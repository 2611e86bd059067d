//! Generator Controller.
//!
//! Owns the `GeneratorState` and is the only place it is mutated. Each
//! transition runs synchronously to completion. Precondition failures are
//! reported as `Outcome::Refused`; only unexpected generator failures surface
//! as `ControllerError`.

use tracing::{debug, error, info, warn};

use crate::services::clipboard::ClipboardSink;
use crate::services::password_generator::{CharsetPasswordGenerator, PasswordGenerator};
use crate::services::strength_meter::{RuleBasedScorer, StrengthScorer};
use crate::types::errors::ControllerError;
use crate::types::generator::{
    CharacterClass, DisplayedPassword, GeneratorState, Outcome, PasswordLength, RefusalReason,
    StrengthRating, Transition,
};
use crate::types::options::PasswordGenOptions;
use crate::types::settings::GeneratorSettings;
use crate::ui::view::GeneratorView;

/// Trait defining the generator controller interface.
pub trait GeneratorControllerTrait {
    fn apply(&mut self, transition: Transition) -> Result<Outcome, ControllerError>;
    fn toggle(&mut self, class: CharacterClass);
    fn set_length(&mut self, length: PasswordLength);
    fn request_generation(&mut self) -> Result<Outcome, ControllerError>;
    fn request_copy(&mut self) -> Outcome;
    fn check_strength(&self, password: &str) -> StrengthRating;
    fn state(&self) -> &GeneratorState;
    fn view(&self) -> GeneratorView;
}

/// Controller wiring UI transitions to the generator, scorer and clipboard.
pub struct GeneratorController {
    state: GeneratorState,
    settings: GeneratorSettings,
    generator: Box<dyn PasswordGenerator + Send>,
    scorer: Box<dyn StrengthScorer + Send>,
    clipboard: Box<dyn ClipboardSink + Send>,
}

impl GeneratorController {
    /// Creates a controller with the default generator and scorer.
    pub fn new(settings: GeneratorSettings, clipboard: Box<dyn ClipboardSink + Send>) -> Self {
        Self::with_services(
            settings,
            Box::new(CharsetPasswordGenerator::new()),
            Box::new(RuleBasedScorer::new()),
            clipboard,
        )
    }

    pub fn with_services(
        settings: GeneratorSettings,
        generator: Box<dyn PasswordGenerator + Send>,
        scorer: Box<dyn StrengthScorer + Send>,
        clipboard: Box<dyn ClipboardSink + Send>,
    ) -> Self {
        Self {
            state: GeneratorState::default(),
            settings,
            generator,
            scorer,
            clipboard,
        }
    }

    /// Replaces the generator tuning; takes effect on the next generation.
    pub fn set_generator_settings(&mut self, settings: GeneratorSettings) {
        self.settings = settings;
    }

    pub fn generator_settings(&self) -> &GeneratorSettings {
        &self.settings
    }
}

impl GeneratorControllerTrait for GeneratorController {
    fn apply(&mut self, transition: Transition) -> Result<Outcome, ControllerError> {
        match transition {
            Transition::Toggle(class) => {
                self.toggle(class);
                Ok(Outcome::Applied)
            }
            Transition::SetLength(length) => {
                self.set_length(length);
                Ok(Outcome::Applied)
            }
            Transition::Generate => self.request_generation(),
            Transition::Copy => Ok(self.request_copy()),
        }
    }

    fn toggle(&mut self, class: CharacterClass) {
        let flag = self.state.flag_mut(class);
        *flag = !*flag;
        debug!(%class, enabled = *flag, "character class toggled");
    }

    fn set_length(&mut self, length: PasswordLength) {
        self.state.length = length;
        debug!(length = length.get(), "length set");
    }

    fn request_generation(&mut self) -> Result<Outcome, ControllerError> {
        if !self.state.can_generate() {
            debug!("generation refused: no letter class enabled");
            return Ok(Outcome::Refused(RefusalReason::NoLetterClass));
        }

        let options = PasswordGenOptions::from_state(&self.state, &self.settings);
        let password = self.generator.generate(&options).map_err(|e| {
            error!(error = %e, "password generation failed");
            ControllerError::from(e)
        })?;
        let strength = self.scorer.score(&password);

        self.state.generated_password = DisplayedPassword::Generated(password);
        self.state.strength = Some(strength);
        info!(length = options.length, strength = strength.value(), "password generated");

        Ok(Outcome::Applied)
    }

    fn request_copy(&mut self) -> Outcome {
        if !self.state.can_copy() {
            debug!("copy ignored: placeholder on display");
            return Outcome::Refused(RefusalReason::NothingToCopy);
        }

        // Fire-and-forget: the latch is set even if the write fails.
        if let Err(e) = self.clipboard.write_text(self.state.generated_password.text()) {
            warn!(error = %e, "clipboard write failed");
        }
        self.state.is_copied = true;
        info!("password copied to clipboard");

        Outcome::Applied
    }

    /// Rates an arbitrary password with the same scorer used on generation.
    fn check_strength(&self, password: &str) -> StrengthRating {
        self.scorer.score(password)
    }

    fn state(&self) -> &GeneratorState {
        &self.state
    }

    fn view(&self) -> GeneratorView {
        GeneratorView::from_state(&self.state)
    }
}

_WHAT YOU WILL DO_
Would you show every line in the data above that contains the string "GeneratorView"?

_WRITTEN ANSWER_
use crate::ui::view::GeneratorView;
    fn view(&self) -> GeneratorView;
    fn view(&self) -> GeneratorView {
        GeneratorView::from_state(&self.state)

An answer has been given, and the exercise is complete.